Exercise description: Starting with the line containing "let failure = outcome.failure().unwrap();" and going on through the line containing "let settings = DesignSettings", return the lines of the data below exactly, and only those.

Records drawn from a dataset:
++++++
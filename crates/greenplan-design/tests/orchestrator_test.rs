//! End-to-end design runs against canned generator output

use chrono::{NaiveDate, NaiveDateTime};
use greenplan_core::error::{GreenplanError, Result};
use greenplan_core::models::{
    DesignOutcome, DesignRequest, LocationId, LocationTable, RoomType, SpecialConditions, Windows,
};
use greenplan_core::ports::DesignStore;
use greenplan_design::{DesignOrchestrator, DesignSettings};
use greenplan_llm::{CannedGenerator, Generator};
use greenplan_store::MemoryDesignStore;
use rand::rngs::mock::StepRng;

const RESPONSE: &str = r#"Sure, here you go:
{
  "configurations": [
    {
      "name": "Morning Light",
      "description": "客廳在位置A，臥室在位置B,D，廚房在位置C，浴室在位置D。",
      "advantages": {"environment_optimization": "living room takes the brightest corner"},
      "considerations": {"comfort": "kitchen runs warm in summer"}
    },
    {
      "name": "Cool Retreat",
      "description": "臥室分別位於位置B，位置D；客廳在位置C，廚房位於位置A",
    },
    {"name": "Broken"}
  ]
}"#;

struct FailingGenerator;

impl Generator for FailingGenerator {
    fn generate(&self, _prompt: &str, _context: &[&str]) -> Result<String> {
        Err(GreenplanError::GeneratorUnavailable {
            reason: "connection refused".to_string(),
            remediation: "start the server".to_string(),
        })
    }
}

fn neutral_rng() -> StepRng {
    StepRng::new(1 << 63, 0)
}

fn summer_afternoon() -> NaiveDateTime {
    NaiveDate::from_ymd_opt(2024, 7, 15).unwrap().and_hms_opt(14, 30, 0).unwrap()
}

fn request() -> DesignRequest {
    DesignRequest::new("Family Home", 12.0, 10.0)
        .with_rooms(RoomType::LivingRoom, 1)
        .with_rooms(RoomType::Bedroom, 2)
        .with_rooms(RoomType::Kitchen, 1)
        .with_rooms(RoomType::Bathroom, 1)
        .with_windows(Windows::all())
}

fn run<G: Generator>(generator: G, store: &MemoryDesignStore) -> Result<DesignOutcome> {
    let orchestrator = DesignOrchestrator::new(generator, store, DesignSettings::default());
    orchestrator.design(
        &request(),
        &LocationTable::reference(),
        summer_afternoon(),
        &mut neutral_rng(),
    )
}

#[test]
fn test_completed_design() {
    let store = MemoryDesignStore::new();
    let outcome = run(CannedGenerator::new(RESPONSE), &store).unwrap();

    let result = outcome.result().expect("design should complete");
    assert_eq!(result.configurations.len(), 2);
    assert_eq!(result.summary.configuration_count, 2);
    assert_eq!(result.summary.room_count, 5);
    assert_eq!(result.summary.total_area, 120.0);
    assert_eq!(result.request.name, "Family Home");
    assert_eq!(result.room_areas.len(), 4);

    let best = result.best_configuration().unwrap();
    assert_eq!(result.summary.best_energy_efficiency, best.energy_report.total_score);

    let first = &result.configurations[0];
    assert_eq!(first.name, "Morning Light");
    assert_eq!(first.room_locations[&RoomType::Bedroom], [LocationId::B, LocationId::D]);
    assert_eq!(first.layout.placements.len() + first.layout.unplaced.len(), 5);
    assert_eq!(first.advantages.len(), 1);

    let second = &result.configurations[1];
    assert_eq!(second.room_locations[&RoomType::Bedroom], [LocationId::B, LocationId::D]);
    assert_eq!(second.room_locations[&RoomType::Kitchen], [LocationId::A]);
    assert!(second.room_locations[&RoomType::Bathroom].is_empty());
}

#[test]
fn test_scores_and_grades_are_consistent() {
    let store = MemoryDesignStore::new();
    let outcome = run(CannedGenerator::new(RESPONSE), &store).unwrap();

    for configuration in &outcome.result().unwrap().configurations {
        let report = &configuration.energy_report;
        let detailed = report.detailed_scores;
        let sum = detailed.temperature_adaptation
            + detailed.natural_light_utilization
            + detailed.humidity_control;
        assert!((report.total_score - sum).abs() < 0.02);
        assert!((10.0..=50.0).contains(&detailed.temperature_adaptation));
        assert!((5.0..=30.0).contains(&detailed.natural_light_utilization));
        assert!((5.0..=20.0).contains(&detailed.humidity_control));
        assert!(!report.explanation.is_empty());
    }
}

#[test]
fn test_layout_order_follows_locations() {
    let store = MemoryDesignStore::new();
    let outcome = run(CannedGenerator::new(RESPONSE), &store).unwrap();
    let result = outcome.result().unwrap();

    // Kitchen sits at A in the second candidate, so it is packed first
    let second = &result.configurations[1].layout;
    assert_eq!(second.placements[0].room_type, RoomType::Kitchen);
    assert_eq!((second.placements[0].x, second.placements[0].y), (0.0, 0.0));

    let first = &result.configurations[0].layout;
    assert_eq!(first.placements[0].room_type, RoomType::LivingRoom);
}

#[test]
fn test_outcome_is_saved() {
    let store = MemoryDesignStore::new();
    let outcome = run(CannedGenerator::new(RESPONSE), &store).unwrap();

    assert_eq!(store.len(), 1);
    assert_eq!(store.latest().unwrap(), Some(outcome));
}

#[test]
fn test_generator_failure_yields_failed_outcome() {
    let store = MemoryDesignStore::new();
    let outcome = run(FailingGenerator, &store).unwrap();

    let failure = outcome.failure().expect("design should fail");
    assert!(failure.error.contains("connection refused"));
    assert_eq!(failure.request, request());
    assert_eq!(failure.timestamp, summer_afternoon());
    assert_eq!(store.len(), 1);
}

#[test]
fn test_malformed_response_yields_failed_outcome() {
    let store = MemoryDesignStore::new();
    let outcome = run(CannedGenerator::new("no json here"), &store).unwrap();
    assert!(!outcome.is_completed());
}

#[test]
fn test_only_invalid_candidates_yield_failed_outcome() {
    let store = MemoryDesignStore::new();
    let response = r#"{"configurations": [{"name": "Nameless description"}, {"description": "x"}]}"#;
    let outcome = run(CannedGenerator::new(response), &store).unwrap();

    let failure = outcome.failure().unwrap();
    assert!(failure.error.contains("no usable configurations"));
}

#[test]
fn test_invalid_request_is_an_error() {
    let store = MemoryDesignStore::new();
    let orchestrator =
        DesignOrchestrator::new(CannedGenerator::new(RESPONSE), &store, DesignSettings::default());
    let empty = DesignRequest::new("Nothing", 10.0, 10.0);

    let err = orchestrator
        .design(&empty, &LocationTable::reference(), summer_afternoon(), &mut neutral_rng())
        .unwrap_err();
    assert!(matches!(err, GreenplanError::InvalidRequest { .. }));
    assert!(store.is_empty());
}

#[test]
fn test_special_conditions_shift_rules() {
    let store = MemoryDesignStore::new();
    let settings = DesignSettings {
        conditions: SpecialConditions { heat_wave: true, high_humidity_warning: false },
        ..DesignSettings::default()
    };
    let orchestrator = DesignOrchestrator::new(CannedGenerator::new(RESPONSE), &store, settings);
    let outcome = orchestrator
        .design(&request(), &LocationTable::reference(), summer_afternoon(), &mut neutral_rng())
        .unwrap();

    let plain = run(CannedGenerator::new(RESPONSE), &MemoryDesignStore::new()).unwrap();
    let shifted = &outcome.result().unwrap().rules.rooms[&RoomType::Bedroom].temperature;
    let base = &plain.result().unwrap().rules.rooms[&RoomType::Bedroom].temperature;
    assert!((shifted.ideal - base.ideal - 2.0).abs() < 1e-9);
}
++++++
Expected answer:
    let failure = outcome.failure().unwrap();
    assert!(failure.error.contains("no usable configurations"));
}

#[test]
fn test_invalid_request_is_an_error() {
    let store = MemoryDesignStore::new();
    let orchestrator =
        DesignOrchestrator::new(CannedGenerator::new(RESPONSE), &store, DesignSettings::default());
    let empty = DesignRequest::new("Nothing", 10.0, 10.0);

    let err = orchestrator
        .design(&empty, &LocationTable::reference(), summer_afternoon(), &mut neutral_rng())
        .unwrap_err();
    assert!(matches!(err, GreenplanError::InvalidRequest { .. }));
    assert!(store.is_empty());
}

#[test]
fn test_special_conditions_shift_rules() {
    let store = MemoryDesignStore::new();
    let settings = DesignSettings {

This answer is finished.